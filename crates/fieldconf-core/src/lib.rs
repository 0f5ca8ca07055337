//! Fieldconf Core - field configuration override processors
//!
//! This crate converts raw, user- or API-supplied override values into
//! validated, typed field configuration values, resolving embedded `&&(name)`
//! template tokens against the dataset being displayed.
//!
//! # Main Components
//!
//! - **Threshold Model**: sorted steps with a negative infinity floor and a display mode
//! - **Override Context**: the field being configured plus every data series
//! - **Template Resolver**: `&&(name)` lookup against labels, then series fields
//! - **Processor Registry**: one typed processor per field config kind
//! - **Validation**: optional structural checks layered after processing
//!
//! # Example
//!
//! ```
//! use fieldconf_core::{Field, OverrideContext, OverridePipeline, ProcessorSettings, FieldConfigKind};
//! use serde_json::json;
//!
//! let field = Field::new("latency").with_label("region", "us-east");
//! let ctx = OverrideContext::for_field(field);
//! let pipeline = OverridePipeline::new();
//!
//! let settings = ProcessorSettings::default_for(FieldConfigKind::String);
//! let value = pipeline.process(Some(&json!("Latency (&&(region))")), &ctx, &settings);
//! assert_eq!(value.as_str(), Some("Latency (us-east)"));
//! ```

pub mod context;
pub mod error;
pub mod processors;
pub mod template;
pub mod thresholds;
pub mod types;
pub mod validation;
pub mod variables;

// Re-export main types for convenience
pub use context::OverrideContext;
pub use error::{Error, Result, Severity};
pub use processors::{
    FieldConfigKind, FieldConfigValue, OptionsLoader, OverridePipeline, OverridePipelineBuilder,
    OverrideRequest, ProcessedOverride, ProcessorSettings,
};
pub use thresholds::{Threshold, ThresholdsConfig, ThresholdsMode};
pub use types::{
    DataFrame, DataLink, Field, FieldState, Labels, MappingType, ScopedVar, ScopedVars,
    SelectableValue, ValueMapping,
};
pub use validation::{ValidationIssue, ValidationMode, ValidationReport};
pub use variables::{ScopedVarsReplacer, VariableReplacer};

/// Library version
pub const VERSION: &str = env!("CARGO_PKG_VERSION");

#[cfg(test)]
mod proptest_strategies;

◆ What to work on
Where does "configuration" occur in the data? Copy each line that has it.

◆ Problem solution
//! Fieldconf Core - field configuration override processors
//! validated, typed field configuration values, resolving embedded `&&(name)`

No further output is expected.